## ABOUT THIS EXERCISE
Once the line containing "Pattern Library: built-in" is found, set down that line and each one after it exactly, through the end of the entries.

[Records excerpted from a collection]
BEGIN
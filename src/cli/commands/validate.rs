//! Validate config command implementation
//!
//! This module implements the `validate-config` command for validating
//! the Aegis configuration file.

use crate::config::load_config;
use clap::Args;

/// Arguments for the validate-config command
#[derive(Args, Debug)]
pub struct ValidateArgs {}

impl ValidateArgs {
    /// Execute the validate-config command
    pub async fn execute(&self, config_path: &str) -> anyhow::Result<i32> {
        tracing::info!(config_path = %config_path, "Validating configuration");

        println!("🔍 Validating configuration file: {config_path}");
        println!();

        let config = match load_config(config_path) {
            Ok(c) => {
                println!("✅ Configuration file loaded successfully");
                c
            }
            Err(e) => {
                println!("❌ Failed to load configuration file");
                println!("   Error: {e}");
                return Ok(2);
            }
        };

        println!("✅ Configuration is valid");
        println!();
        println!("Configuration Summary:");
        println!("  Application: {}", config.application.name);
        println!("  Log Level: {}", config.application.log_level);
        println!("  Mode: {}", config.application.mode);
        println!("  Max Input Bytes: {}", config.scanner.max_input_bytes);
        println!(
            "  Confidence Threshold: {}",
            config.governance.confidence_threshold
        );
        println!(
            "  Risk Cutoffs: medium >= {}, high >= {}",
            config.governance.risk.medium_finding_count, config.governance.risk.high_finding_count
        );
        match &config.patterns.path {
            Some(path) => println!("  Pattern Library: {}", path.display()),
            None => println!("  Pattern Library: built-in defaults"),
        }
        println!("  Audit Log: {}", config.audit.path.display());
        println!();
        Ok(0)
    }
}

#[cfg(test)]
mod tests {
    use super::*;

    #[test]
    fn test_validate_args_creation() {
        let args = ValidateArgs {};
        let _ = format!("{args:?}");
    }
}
END
## EXERCISE SOLUTION
            None => println!("  Pattern Library: built-in defaults"),
        }
        println!("  Audit Log: {}", config.audit.path.display());
        println!();
        Ok(0)
    }
}

#[cfg(test)]
mod tests {
    use super::*;

    #[test]
    fn test_validate_args_creation() {
        let args = ValidateArgs {};
        let _ = format!("{args:?}");
    }
}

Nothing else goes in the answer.